Repeat back the entries that follow, keeping every word as it is.

Dataset excerpts:
____
//! Data records returned by accessor queries.
//!
//! Records are plain data: they carry what the external tool reported at the
//! moment of the query and nothing else. The cache layers reconcile them
//! against long-lived objects.

use serde::{Deserialize, Serialize};

use replica_types::{Hash, Signature};

/// A commit as reported by a revision or history query.
#[derive(Clone, Debug, PartialEq, Eq, Serialize, Deserialize)]
pub struct RevisionData {
    pub hash: Hash,
    #[serde(default)]
    pub subject: String,
    #[serde(default)]
    pub body: String,
    #[serde(default)]
    pub tree_hash: Option<Hash>,
    /// Parent hashes in order (first parent first).
    #[serde(default)]
    pub parents: Vec<Hash>,
    #[serde(default)]
    pub author: Option<Signature>,
    #[serde(default)]
    pub committer: Option<Signature>,
}

impl RevisionData {
    /// A record carrying only a hash and a subject line.
    pub fn new(hash: Hash, subject: impl Into<String>) -> Self {
        Self {
            hash,
            subject: subject.into(),
            body: String::new(),
            tree_hash: None,
            parents: Vec::new(),
            author: None,
            committer: None,
        }
    }

    pub fn with_parents(mut self, parents: Vec<Hash>) -> Self {
        self.parents = parents;
        self
    }
}

/// A local or remote branch.
#[derive(Clone, Debug, PartialEq, Eq, Serialize, Deserialize)]
pub struct BranchData {
    /// Short name: `main` for a local branch, `origin/main` for a remote one.
    pub name: String,
    pub target: Hash,
    #[serde(default)]
    pub is_remote: bool,
    #[serde(default)]
    pub is_current: bool,
    /// Short name of the upstream branch, if tracking is configured.
    #[serde(default)]
    pub upstream: Option<String>,
}

impl BranchData {
    pub fn local(name: impl Into<String>, target: Hash) -> Self {
        Self {
            name: name.into(),
            target,
            is_remote: false,
            is_current: false,
            upstream: None,
        }
    }

    pub fn remote(name: impl Into<String>, target: Hash) -> Self {
        Self {
            is_remote: true,
            ..Self::local(name, target)
        }
    }
}

/// Whether a tag is a bare pointer or a tag object with a message.
#[derive(Clone, Copy, Debug, Default, PartialEq, Eq, Serialize, Deserialize)]
pub enum TagKind {
    #[default]
    Lightweight,
    Annotated,
}

/// A tag, with its target already peeled to a commit.
#[derive(Clone, Debug, PartialEq, Eq, Serialize, Deserialize)]
pub struct TagData {
    pub name: String,
    pub target: Hash,
    #[serde(default)]
    pub kind: TagKind,
    #[serde(default)]
    pub message: Option<String>,
}

impl TagData {
    pub fn lightweight(name: impl Into<String>, target: Hash) -> Self {
        Self {
            name: name.into(),
            target,
            kind: TagKind::Lightweight,
            message: None,
        }
    }
}

/// Result of a combined references query.
///
/// A list is `None` when its kind was not requested, which is different from
/// `Some(vec![])` (requested, none exist).
#[derive(Clone, Debug, Default, PartialEq, Eq, Serialize, Deserialize)]
pub struct ReferencesData {
    pub heads: Option<Vec<BranchData>>,
    pub remotes: Option<Vec<BranchData>>,
    pub tags: Option<Vec<TagData>>,
    /// Target of `refs/stash`, if the stash was requested and exists.
    pub stash: Option<Hash>,
}

/// One entry of a reference's reflog. Queries return records newest first.
#[derive(Clone, Debug, PartialEq, Eq, Serialize, Deserialize)]
pub struct ReflogRecordData {
    pub message: String,
    pub revision: RevisionData,
}

/// What `HEAD` points at.
#[derive(Clone, Debug, PartialEq, Eq, Serialize, Deserialize)]
#[serde(tag = "type", rename_all = "snake_case")]
pub enum HeadData {
    /// Symbolic: `HEAD` names a local branch (which may not exist yet).
    Attached { branch: String },
    /// Detached: `HEAD` holds a commit hash directly.
    Detached { hash: Hash },
}

/// Where a configuration value was read from.
#[derive(Clone, Copy, Debug, Default, PartialEq, Eq, Serialize, Deserialize)]
pub enum ConfigSource {
    System,
    User,
    #[default]
    Repository,
}

#[derive(Clone, Debug, PartialEq, Eq, Serialize, Deserialize)]
pub struct ConfigParameterData {
    pub name: String,
    pub value: String,
    #[serde(default)]
    pub source: ConfigSource,
}

/// One stash entry; `index` 0 is the newest.
#[derive(Clone, Debug, PartialEq, Eq, Serialize, Deserialize)]
pub struct StashedStateData {
    pub index: usize,
    pub revision: RevisionData,
}

/// A note attached to an object.
#[derive(Clone, Debug, PartialEq, Eq, Serialize, Deserialize)]
pub struct NoteData {
    pub object: Hash,
    pub message: String,
}

/// A configured remote repository.
#[derive(Clone, Debug, PartialEq, Eq, Serialize, Deserialize)]
pub struct RemoteData {
    pub name: String,
    pub fetch_url: String,
    #[serde(default)]
    pub push_url: Option<String>,
}

#[derive(Clone, Debug, PartialEq, Eq, Serialize, Deserialize)]
pub struct SubmoduleData {
    pub name: String,
    pub path: String,
    pub url: String,
}

/// A contributor and the number of commits attributed to them.
#[derive(Clone, Debug, PartialEq, Eq, Serialize, Deserialize)]
pub struct UserData {
    pub name: String,
    pub email: String,
    #[serde(default)]
    pub commits: u32,
}

/// Working tree summary.
#[derive(Clone, Copy, Debug, Default, PartialEq, Eq, Serialize, Deserialize)]
#[serde(default)]
pub struct StatusData {
    pub staged_added: u32,
    pub staged_modified: u32,
    pub staged_removed: u32,
    pub unstaged_untracked: u32,
    pub unstaged_modified: u32,
    pub unstaged_removed: u32,
    pub unmerged: u32,
}

impl StatusData {
    pub fn staged(&self) -> u32 {
        self.staged_added + self.staged_modified + self.staged_removed
    }

    pub fn unstaged(&self) -> u32 {
        self.unstaged_untracked + self.unstaged_modified + self.unstaged_removed
    }

    /// Returns `true` if there is nothing staged, unstaged or unmerged.
    pub fn is_clean(&self) -> bool {
        self.staged() == 0 && self.unstaged() == 0 && self.unmerged == 0
    }
}

/// Operation in progress in the repository, if any.
#[derive(Clone, Copy, Debug, Default, PartialEq, Eq, Serialize, Deserialize)]
pub enum RepositoryStateData {
    #[default]
    Clean,
    Merging,
    Rebasing,
    CherryPicking,
    Reverting,
    Bisecting,
}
____
**Answer box**
//! Data records returned by accessor queries.
//!
//! Records are plain data: they carry what the external tool reported at the
//! moment of the query and nothing else. The cache layers reconcile them
//! against long-lived objects.

use serde::{Deserialize, Serialize};

use replica_types::{Hash, Signature};

/// A commit as reported by a revision or history query.
#[derive(Clone, Debug, PartialEq, Eq, Serialize, Deserialize)]
pub struct RevisionData {
    pub hash: Hash,
    #[serde(default)]
    pub subject: String,
    #[serde(default)]
    pub body: String,
    #[serde(default)]
    pub tree_hash: Option<Hash>,
    /// Parent hashes in order (first parent first).
    #[serde(default)]
    pub parents: Vec<Hash>,
    #[serde(default)]
    pub author: Option<Signature>,
    #[serde(default)]
    pub committer: Option<Signature>,
}

impl RevisionData {
    /// A record carrying only a hash and a subject line.
    pub fn new(hash: Hash, subject: impl Into<String>) -> Self {
        Self {
            hash,
            subject: subject.into(),
            body: String::new(),
            tree_hash: None,
            parents: Vec::new(),
            author: None,
            committer: None,
        }
    }

    pub fn with_parents(mut self, parents: Vec<Hash>) -> Self {
        self.parents = parents;
        self
    }
}

/// A local or remote branch.
#[derive(Clone, Debug, PartialEq, Eq, Serialize, Deserialize)]
pub struct BranchData {
    /// Short name: `main` for a local branch, `origin/main` for a remote one.
    pub name: String,
    pub target: Hash,
    #[serde(default)]
    pub is_remote: bool,
    #[serde(default)]
    pub is_current: bool,
    /// Short name of the upstream branch, if tracking is configured.
    #[serde(default)]
    pub upstream: Option<String>,
}

impl BranchData {
    pub fn local(name: impl Into<String>, target: Hash) -> Self {
        Self {
            name: name.into(),
            target,
            is_remote: false,
            is_current: false,
            upstream: None,
        }
    }

    pub fn remote(name: impl Into<String>, target: Hash) -> Self {
        Self {
            is_remote: true,
            ..Self::local(name, target)
        }
    }
}

/// Whether a tag is a bare pointer or a tag object with a message.
#[derive(Clone, Copy, Debug, Default, PartialEq, Eq, Serialize, Deserialize)]
pub enum TagKind {
    #[default]
    Lightweight,
    Annotated,
}

/// A tag, with its target already peeled to a commit.
#[derive(Clone, Debug, PartialEq, Eq, Serialize, Deserialize)]
pub struct TagData {
    pub name: String,
    pub target: Hash,
    #[serde(default)]
    pub kind: TagKind,
    #[serde(default)]
    pub message: Option<String>,
}

impl TagData {
    pub fn lightweight(name: impl Into<String>, target: Hash) -> Self {
        Self {
            name: name.into(),
            target,
            kind: TagKind::Lightweight,
            message: None,
        }
    }
}

/// Result of a combined references query.
///
/// A list is `None` when its kind was not requested, which is different from
/// `Some(vec![])` (requested, none exist).
#[derive(Clone, Debug, Default, PartialEq, Eq, Serialize, Deserialize)]
pub struct ReferencesData {
    pub heads: Option<Vec<BranchData>>,
    pub remotes: Option<Vec<BranchData>>,
    pub tags: Option<Vec<TagData>>,
    /// Target of `refs/stash`, if the stash was requested and exists.
    pub stash: Option<Hash>,
}

/// One entry of a reference's reflog. Queries return records newest first.
#[derive(Clone, Debug, PartialEq, Eq, Serialize, Deserialize)]
pub struct ReflogRecordData {
    pub message: String,
    pub revision: RevisionData,
}

/// What `HEAD` points at.
#[derive(Clone, Debug, PartialEq, Eq, Serialize, Deserialize)]
#[serde(tag = "type", rename_all = "snake_case")]
pub enum HeadData {
    /// Symbolic: `HEAD` names a local branch (which may not exist yet).
    Attached { branch: String },
    /// Detached: `HEAD` holds a commit hash directly.
    Detached { hash: Hash },
}

/// Where a configuration value was read from.
#[derive(Clone, Copy, Debug, Default, PartialEq, Eq, Serialize, Deserialize)]
pub enum ConfigSource {
    System,
    User,
    #[default]
    Repository,
}

#[derive(Clone, Debug, PartialEq, Eq, Serialize, Deserialize)]
pub struct ConfigParameterData {
    pub name: String,
    pub value: String,
    #[serde(default)]
    pub source: ConfigSource,
}

/// One stash entry; `index` 0 is the newest.
#[derive(Clone, Debug, PartialEq, Eq, Serialize, Deserialize)]
pub struct StashedStateData {
    pub index: usize,
    pub revision: RevisionData,
}

/// A note attached to an object.
#[derive(Clone, Debug, PartialEq, Eq, Serialize, Deserialize)]
pub struct NoteData {
    pub object: Hash,
    pub message: String,
}

/// A configured remote repository.
#[derive(Clone, Debug, PartialEq, Eq, Serialize, Deserialize)]
pub struct RemoteData {
    pub name: String,
    pub fetch_url: String,
    #[serde(default)]
    pub push_url: Option<String>,
}

#[derive(Clone, Debug, PartialEq, Eq, Serialize, Deserialize)]
pub struct SubmoduleData {
    pub name: String,
    pub path: String,
    pub url: String,
}

/// A contributor and the number of commits attributed to them.
#[derive(Clone, Debug, PartialEq, Eq, Serialize, Deserialize)]
pub struct UserData {
    pub name: String,
    pub email: String,
    #[serde(default)]
    pub commits: u32,
}

/// Working tree summary.
#[derive(Clone, Copy, Debug, Default, PartialEq, Eq, Serialize, Deserialize)]
#[serde(default)]
pub struct StatusData {
    pub staged_added: u32,
    pub staged_modified: u32,
    pub staged_removed: u32,
    pub unstaged_untracked: u32,
    pub unstaged_modified: u32,
    pub unstaged_removed: u32,
    pub unmerged: u32,
}

impl StatusData {
    pub fn staged(&self) -> u32 {
        self.staged_added + self.staged_modified + self.staged_removed
    }

    pub fn unstaged(&self) -> u32 {
        self.unstaged_untracked + self.unstaged_modified + self.unstaged_removed
    }

    /// Returns `true` if there is nothing staged, unstaged or unmerged.
    pub fn is_clean(&self) -> bool {
        self.staged() == 0 && self.unstaged() == 0 && self.unmerged == 0
    }
}

/// Operation in progress in the repository, if any.
#[derive(Clone, Copy, Debug, Default, PartialEq, Eq, Serialize, Deserialize)]
pub enum RepositoryStateData {
    #[default]
    Clean,
    Merging,
    Rebasing,
    CherryPicking,
    Reverting,
    Bisecting,
}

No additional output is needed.